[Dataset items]
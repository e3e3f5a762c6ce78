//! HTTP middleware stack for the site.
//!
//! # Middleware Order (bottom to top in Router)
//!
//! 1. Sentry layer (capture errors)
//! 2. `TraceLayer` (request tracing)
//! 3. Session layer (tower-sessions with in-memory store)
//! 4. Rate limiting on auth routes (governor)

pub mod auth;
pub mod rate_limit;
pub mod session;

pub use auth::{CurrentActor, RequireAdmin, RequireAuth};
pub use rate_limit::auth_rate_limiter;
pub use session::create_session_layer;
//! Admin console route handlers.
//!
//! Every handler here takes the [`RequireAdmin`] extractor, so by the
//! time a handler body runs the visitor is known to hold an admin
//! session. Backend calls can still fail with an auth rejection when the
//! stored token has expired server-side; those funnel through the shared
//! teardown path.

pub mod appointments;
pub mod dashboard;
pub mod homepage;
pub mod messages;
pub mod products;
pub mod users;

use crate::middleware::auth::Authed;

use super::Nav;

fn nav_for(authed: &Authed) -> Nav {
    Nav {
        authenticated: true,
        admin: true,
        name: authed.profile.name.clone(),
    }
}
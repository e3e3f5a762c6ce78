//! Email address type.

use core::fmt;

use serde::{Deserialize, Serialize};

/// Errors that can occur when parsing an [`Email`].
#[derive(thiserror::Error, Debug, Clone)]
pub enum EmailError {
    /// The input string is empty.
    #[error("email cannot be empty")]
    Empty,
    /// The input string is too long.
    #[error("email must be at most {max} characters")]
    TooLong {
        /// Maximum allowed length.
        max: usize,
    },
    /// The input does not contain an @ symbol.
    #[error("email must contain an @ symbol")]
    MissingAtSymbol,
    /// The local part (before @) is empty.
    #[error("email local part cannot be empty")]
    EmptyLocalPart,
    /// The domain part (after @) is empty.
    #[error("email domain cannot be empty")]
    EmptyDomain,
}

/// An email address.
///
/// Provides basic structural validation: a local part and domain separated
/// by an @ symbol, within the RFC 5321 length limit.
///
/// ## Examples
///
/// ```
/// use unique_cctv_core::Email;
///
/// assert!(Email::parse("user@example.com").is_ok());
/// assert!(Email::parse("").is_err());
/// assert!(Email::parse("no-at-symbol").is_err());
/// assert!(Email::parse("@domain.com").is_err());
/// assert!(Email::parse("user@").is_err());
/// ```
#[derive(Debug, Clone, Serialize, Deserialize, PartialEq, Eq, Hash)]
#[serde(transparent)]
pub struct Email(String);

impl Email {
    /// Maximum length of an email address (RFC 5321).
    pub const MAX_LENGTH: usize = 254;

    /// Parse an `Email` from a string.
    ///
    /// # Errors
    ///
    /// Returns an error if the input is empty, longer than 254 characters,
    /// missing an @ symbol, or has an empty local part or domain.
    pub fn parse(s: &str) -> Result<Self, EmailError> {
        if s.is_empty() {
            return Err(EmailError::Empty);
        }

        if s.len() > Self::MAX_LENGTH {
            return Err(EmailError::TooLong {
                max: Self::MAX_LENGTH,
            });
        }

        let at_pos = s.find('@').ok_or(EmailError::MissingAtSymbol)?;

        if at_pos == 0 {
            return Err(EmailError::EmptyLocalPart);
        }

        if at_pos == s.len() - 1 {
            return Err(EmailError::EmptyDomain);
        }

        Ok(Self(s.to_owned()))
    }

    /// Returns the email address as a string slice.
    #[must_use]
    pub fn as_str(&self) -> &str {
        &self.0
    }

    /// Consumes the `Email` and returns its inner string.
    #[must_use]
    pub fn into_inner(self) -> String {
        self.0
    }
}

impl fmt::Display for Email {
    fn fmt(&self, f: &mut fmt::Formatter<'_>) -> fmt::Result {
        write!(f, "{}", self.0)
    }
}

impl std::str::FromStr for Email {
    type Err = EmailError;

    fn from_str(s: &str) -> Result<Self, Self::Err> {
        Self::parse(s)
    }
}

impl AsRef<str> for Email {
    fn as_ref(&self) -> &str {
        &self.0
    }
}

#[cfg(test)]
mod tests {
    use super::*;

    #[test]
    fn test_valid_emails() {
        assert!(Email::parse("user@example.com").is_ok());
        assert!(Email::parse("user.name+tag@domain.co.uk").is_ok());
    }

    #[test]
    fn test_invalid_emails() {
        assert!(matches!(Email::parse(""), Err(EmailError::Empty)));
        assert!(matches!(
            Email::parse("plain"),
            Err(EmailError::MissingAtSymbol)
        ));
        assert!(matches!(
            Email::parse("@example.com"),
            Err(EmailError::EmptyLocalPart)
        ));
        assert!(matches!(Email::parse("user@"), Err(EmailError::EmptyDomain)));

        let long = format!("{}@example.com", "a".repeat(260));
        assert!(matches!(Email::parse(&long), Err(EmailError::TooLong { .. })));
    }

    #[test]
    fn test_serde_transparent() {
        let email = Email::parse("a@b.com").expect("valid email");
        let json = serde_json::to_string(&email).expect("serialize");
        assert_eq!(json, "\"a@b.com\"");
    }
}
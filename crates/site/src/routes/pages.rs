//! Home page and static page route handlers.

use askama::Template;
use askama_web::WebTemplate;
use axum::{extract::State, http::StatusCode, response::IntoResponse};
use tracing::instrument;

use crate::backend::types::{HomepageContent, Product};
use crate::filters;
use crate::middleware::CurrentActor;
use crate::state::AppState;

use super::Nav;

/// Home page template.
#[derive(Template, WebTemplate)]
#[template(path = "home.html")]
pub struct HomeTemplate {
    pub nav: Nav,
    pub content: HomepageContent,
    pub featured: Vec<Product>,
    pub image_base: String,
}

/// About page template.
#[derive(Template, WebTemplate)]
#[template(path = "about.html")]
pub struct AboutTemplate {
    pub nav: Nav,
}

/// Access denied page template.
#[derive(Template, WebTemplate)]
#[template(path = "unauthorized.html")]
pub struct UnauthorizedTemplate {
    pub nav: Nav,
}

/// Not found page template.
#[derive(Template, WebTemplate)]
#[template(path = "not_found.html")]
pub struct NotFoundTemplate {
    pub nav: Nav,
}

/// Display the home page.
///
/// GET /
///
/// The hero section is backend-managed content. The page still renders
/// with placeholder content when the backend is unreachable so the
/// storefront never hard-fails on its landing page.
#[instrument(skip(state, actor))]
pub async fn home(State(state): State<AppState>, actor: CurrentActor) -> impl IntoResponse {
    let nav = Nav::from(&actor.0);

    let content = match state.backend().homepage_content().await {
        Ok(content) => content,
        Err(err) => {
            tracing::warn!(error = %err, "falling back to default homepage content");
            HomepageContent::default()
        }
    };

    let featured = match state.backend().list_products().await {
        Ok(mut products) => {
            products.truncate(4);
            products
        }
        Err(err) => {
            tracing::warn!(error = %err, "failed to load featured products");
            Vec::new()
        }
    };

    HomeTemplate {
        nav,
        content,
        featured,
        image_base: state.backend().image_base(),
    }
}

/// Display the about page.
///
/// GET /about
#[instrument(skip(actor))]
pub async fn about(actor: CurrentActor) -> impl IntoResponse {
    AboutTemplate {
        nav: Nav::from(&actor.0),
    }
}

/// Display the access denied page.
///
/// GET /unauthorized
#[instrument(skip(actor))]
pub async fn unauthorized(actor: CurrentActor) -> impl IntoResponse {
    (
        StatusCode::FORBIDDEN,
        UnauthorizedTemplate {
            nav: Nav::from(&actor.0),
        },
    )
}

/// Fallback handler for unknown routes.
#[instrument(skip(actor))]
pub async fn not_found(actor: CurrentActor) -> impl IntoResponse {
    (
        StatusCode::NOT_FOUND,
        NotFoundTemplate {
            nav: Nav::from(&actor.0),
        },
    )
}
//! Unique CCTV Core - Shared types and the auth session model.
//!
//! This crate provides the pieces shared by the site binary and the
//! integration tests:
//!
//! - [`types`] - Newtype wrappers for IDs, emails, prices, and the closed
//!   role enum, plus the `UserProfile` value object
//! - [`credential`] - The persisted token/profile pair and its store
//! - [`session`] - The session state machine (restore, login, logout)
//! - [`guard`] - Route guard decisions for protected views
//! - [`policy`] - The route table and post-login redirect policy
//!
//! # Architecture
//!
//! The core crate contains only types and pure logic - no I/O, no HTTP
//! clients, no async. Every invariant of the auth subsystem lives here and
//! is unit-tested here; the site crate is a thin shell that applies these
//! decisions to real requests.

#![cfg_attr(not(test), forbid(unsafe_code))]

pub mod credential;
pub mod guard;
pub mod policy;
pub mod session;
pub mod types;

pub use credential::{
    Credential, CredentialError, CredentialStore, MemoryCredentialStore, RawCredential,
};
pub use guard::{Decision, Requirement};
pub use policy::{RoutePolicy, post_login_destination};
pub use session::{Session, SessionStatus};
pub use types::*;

» **EXERCISE**:
Copy every line of the data above in which the string "Maximum" appears.

» **ANSWER BOX**:
        /// Maximum allowed length.
    /// Maximum length of an email address (RFC 5321).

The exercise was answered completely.